The Tcra enhancer (E alpha) is essential for pre-TCR-mediated activation of germline transcription and V(D)J recombination. E alpha is considered an archetypical enhanceosome that acts through the functional synergy and cooperative binding of multiple transcription factors. Based on dimethylsulfate genomic footprinting experiments, there has been a long-standing paradox regarding E alpha activation in the absence of differences in enhancer occupancy. Our data provide the molecular mechanism of E alpha activation and an explanation of this paradox. We found that germline transcriptional activation of Tcra is dependent on constant phospholipase C gamma, as well as calcineurin- and MAPK/ERK-mediated signaling, indicating that inducible transcription factors are crucially involved.
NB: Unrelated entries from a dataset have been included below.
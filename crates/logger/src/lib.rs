//! Tagging logger shim over `tracing`.
//!
//! Every event carries a short `tag` field inferred from the call site
//! (`module$function`) and a `--->(file.rs:line)` suffix pointing at the call.
//! Events are emitted under the [`TARGET`] target; whichever subscriber is
//! installed decides where they go. [`init_console`] installs one that prints
//! through `leptos::logging`.
//!
//! ```
//! logger::ll_i!("loaded {} items", 3);
//! ```

#![warn(missing_docs, rustdoc::broken_intra_doc_links)]

use std::{error::Error, fmt, panic::Location};

mod console;
mod tag;

pub use console::{init_console, ConsoleWriter, MakeConsoleWriter};
pub use tag::{create_stack_element_tag, file_name, file_stem, Source};
pub use tracing::Level;

#[doc(hidden)]
pub use tracing as __tracing;

/// Target of every event emitted by this crate.
pub const TARGET: &str = "logger";

/// Emits one event. Used by the `ll_*` macros.
///
/// The call-site line is appended to the message; the tag and the cause's
/// display text travel as the `tag` and `cause` fields.
pub fn log_at(
    level: Level,
    source: Option<Source>,
    message: fmt::Arguments<'_>,
    cause: Option<&dyn Error>,
) {
    let (tag, message) = match source {
        Some(Source { tag, line: Some(line) }) => (Some(tag), format!("{message}--->({line})")),
        Some(Source { tag, line: None }) => (Some(tag), message.to_string()),
        None => (None, message.to_string()),
    };
    let tag = tag.as_deref();
    let cause = cause.map(ToString::to_string);
    let cause = cause.as_deref();

    match level {
        Level::ERROR => tracing::error!(target: TARGET, tag, cause, "{message}"),
        Level::WARN => tracing::warn!(target: TARGET, tag, cause, "{message}"),
        Level::INFO => tracing::info!(target: TARGET, tag, cause, "{message}"),
        Level::DEBUG => tracing::debug!(target: TARGET, tag, cause, "{message}"),
        _ => tracing::trace!(target: TARGET, tag, cause, "{message}"),
    }
}

#[track_caller]
fn caller_source() -> Source {
    let location = Location::caller();
    Source::new(
        file_stem(location.file()),
        Some(format!("{}:{}", file_name(location.file()), location.line())),
    )
}

/// Logs at error level, tagged with the caller's file.
#[track_caller]
pub fn error(message: impl fmt::Display) {
    log_at(Level::ERROR, Some(caller_source()), format_args!("{message}"), None);
}

/// Logs an error together with its cause.
#[track_caller]
pub fn error_with(cause: &dyn Error, message: impl fmt::Display) {
    log_at(
        Level::ERROR,
        Some(caller_source()),
        format_args!("{message}"),
        Some(cause),
    );
}

/// Logs at warn level, tagged with the caller's file.
#[track_caller]
pub fn warn(message: impl fmt::Display) {
    log_at(Level::WARN, Some(caller_source()), format_args!("{message}"), None);
}

/// Logs a warning together with its cause.
#[track_caller]
pub fn warn_with(cause: &dyn Error, message: impl fmt::Display) {
    log_at(
        Level::WARN,
        Some(caller_source()),
        format_args!("{message}"),
        Some(cause),
    );
}

/// Logs at info level, tagged with the caller's file.
#[track_caller]
pub fn info(message: impl fmt::Display) {
    log_at(Level::INFO, Some(caller_source()), format_args!("{message}"), None);
}

/// Logs at debug level, tagged with the caller's file.
#[track_caller]
pub fn debug(message: impl fmt::Display) {
    log_at(Level::DEBUG, Some(caller_source()), format_args!("{message}"), None);
}

#[doc(hidden)]
#[macro_export]
macro_rules! __ll_source {
    () => {{
        fn __ll_here() {}
        let path = ::std::any::type_name_of_val(&__ll_here);
        let path = path.strip_suffix("::__ll_here").unwrap_or(path);
        $crate::Source::new(
            $crate::create_stack_element_tag(path),
            ::std::option::Option::Some(::std::format!(
                "{}:{}",
                $crate::file_name(::std::file!()),
                ::std::line!()
            )),
        )
    }};
}

#[doc(hidden)]
#[macro_export]
macro_rules! __ll_log {
    ($level:expr, cause = $cause:expr; $($arg:tt)+) => {
        if $crate::__tracing::enabled!(target: $crate::TARGET, $level) {
            $crate::log_at(
                $level,
                ::std::option::Option::Some($crate::__ll_source!()),
                ::std::format_args!($($arg)+),
                ::std::option::Option::Some(&$cause as &dyn ::std::error::Error),
            )
        }
    };
    ($level:expr, $($arg:tt)+) => {
        if $crate::__tracing::enabled!(target: $crate::TARGET, $level) {
            $crate::log_at(
                $level,
                ::std::option::Option::Some($crate::__ll_source!()),
                ::std::format_args!($($arg)+),
                ::std::option::Option::None,
            )
        }
    };
}

/// Logs at debug level with a call-site tag.
#[macro_export]
macro_rules! ll_d {
    ($($arg:tt)+) => { $crate::__ll_log!($crate::Level::DEBUG, $($arg)+) };
}

/// Logs at info level with a call-site tag.
#[macro_export]
macro_rules! ll_i {
    ($($arg:tt)+) => { $crate::__ll_log!($crate::Level::INFO, $($arg)+) };
}

/// Logs at warn level with a call-site tag. Accepts `cause = err;` first.
#[macro_export]
macro_rules! ll_w {
    ($($arg:tt)+) => { $crate::__ll_log!($crate::Level::WARN, $($arg)+) };
}

/// Logs at error level with a call-site tag. Accepts `cause = err;` first.
#[macro_export]
macro_rules! ll_e {
    ($($arg:tt)+) => { $crate::__ll_log!($crate::Level::ERROR, $($arg)+) };
}

#[cfg(test)]
mod tests {
    use std::sync::{Arc, Mutex};

    use pretty_assertions::assert_eq;
    use tracing::{
        field::{Field, Visit},
        level_filters::LevelFilter,
        Event, Subscriber,
    };
    use tracing_subscriber::{layer::Context, prelude::*, Layer};

    use super::*;

    #[derive(Debug, Clone, PartialEq, Eq)]
    struct Captured {
        level: Level,
        target: String,
        tag: Option<String>,
        message: String,
        cause: Option<String>,
    }

    #[derive(Default)]
    struct Fields {
        tag: Option<String>,
        message: String,
        cause: Option<String>,
    }

    impl Visit for Fields {
        fn record_str(&mut self, field: &Field, value: &str) {
            match field.name() {
                "tag" => self.tag = Some(value.to_string()),
                "cause" => self.cause = Some(value.to_string()),
                _ => {}
            }
        }

        fn record_debug(&mut self, field: &Field, value: &dyn fmt::Debug) {
            if field.name() == "message" {
                self.message = format!("{value:?}");
            }
        }
    }

    #[derive(Clone, Default)]
    struct Capture(Arc<Mutex<Vec<Captured>>>);

    impl Capture {
        fn events(&self) -> Vec<Captured> {
            self.0.lock().expect("capture lock").clone()
        }
    }

    impl<S: Subscriber> Layer<S> for Capture {
        fn on_event(&self, event: &Event<'_>, _ctx: Context<'_, S>) {
            let mut fields = Fields::default();
            event.record(&mut fields);
            self.0.lock().expect("capture lock").push(Captured {
                level: *event.metadata().level(),
                target: event.metadata().target().to_string(),
                tag: fields.tag,
                message: fields.message,
                cause: fields.cause,
            });
        }
    }

    fn captured(max_level: Level, emit: impl FnOnce()) -> Vec<Captured> {
        let capture = Capture::default();
        let subscriber = tracing_subscriber::registry()
            .with(capture.clone().with_filter(LevelFilter::from_level(max_level)));
        tracing::subscriber::with_default(subscriber, emit);
        capture.events()
    }

    #[test]
    fn macro_tags_with_enclosing_function() {
        let events = captured(Level::TRACE, || ll_e!("Hello log"));

        assert_eq!(events.len(), 1);
        let event = &events[0];
        assert_eq!(event.level, Level::ERROR);
        assert_eq!(event.target, TARGET);
        assert_eq!(
            event.tag.as_deref(),
            Some("tests$macro_tags_with_enclosing_function")
        );
        assert!(event.message.starts_with("Hello log--->(lib.rs:"));
        assert!(event.message.ends_with(')'));
        assert_eq!(event.cause, None);
    }

    #[test]
    fn macro_inside_closure_uses_outer_function() {
        let events = captured(Level::TRACE, || {
            let emit = || ll_i!("from closure {}", 1);
            emit();
        });
        assert_eq!(
            events[0].tag.as_deref(),
            Some("tests$macro_inside_closure_uses_outer_function")
        );
        assert!(events[0].message.starts_with("from closure 1--->"));
    }

    #[test]
    fn cause_is_attached() {
        let events = captured(Level::TRACE, || {
            let err = std::io::Error::new(std::io::ErrorKind::NotFound, "missing file");
            ll_w!(cause = err; "could not load {}", "prefs");
        });

        let event = &events[0];
        assert_eq!(event.level, Level::WARN);
        assert!(event.message.starts_with("could not load prefs"));
        assert_eq!(event.cause.as_deref(), Some("missing file"));
    }

    #[test]
    fn subscriber_level_filters_events() {
        let events = captured(Level::WARN, || {
            ll_d!("hidden");
            info("hidden too");
            warn("shown");
        });
        assert_eq!(events.len(), 1);
        assert_eq!(events[0].level, Level::WARN);
        assert!(events[0].message.starts_with("shown--->(lib.rs:"));
    }

    #[test]
    fn track_caller_functions_tag_with_file() {
        let events = captured(Level::TRACE, || error_with(&std::fmt::Error, "formatting broke"));
        let event = &events[0];
        assert_eq!(event.tag.as_deref(), Some("lib"));
        assert!(event.message.starts_with("formatting broke--->(lib.rs:"));
        assert_eq!(
            event.cause.as_deref(),
            Some("an error occurred when formatting an argument")
        );
    }

    #[test]
    fn untagged_events_keep_the_plain_message() {
        let events = captured(Level::TRACE, || {
            log_at(Level::DEBUG, None, format_args!("plain {}", 2), None);
            log_at(
                Level::TRACE,
                Some(Source::new("home$load".to_string(), None)),
                format_args!("no line"),
                None,
            );
        });
        assert_eq!(events[0].tag, None);
        assert_eq!(events[0].message, "plain 2");
        assert_eq!(events[1].level, Level::TRACE);
        assert_eq!(events[1].tag.as_deref(), Some("home$load"));
        assert_eq!(events[1].message, "no line");
    }
}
NFAT, AP-1, and early growth response factor 1, together with CREB-binding protein/p300 coactivators, bind to E alpha as part of an active enhanceosome assembled during pre-TCR signaling. We favor a scenario in which the binding of lymphoid-restricted and constitutive transcription factors to E alpha prior to its activation forms a regulatory scaffold to recruit factors induced by pre-TCR signaling. Thus, the combinatorial assembly of tissue-and signal-specific transcription factors dictates the E alpha function. This mechanism for enhancer activation may represent a general paradigm in tissue-restricted and stimulus-responsive gene regulation. The Journal of Immunology, 2012, 188: 3278-3293.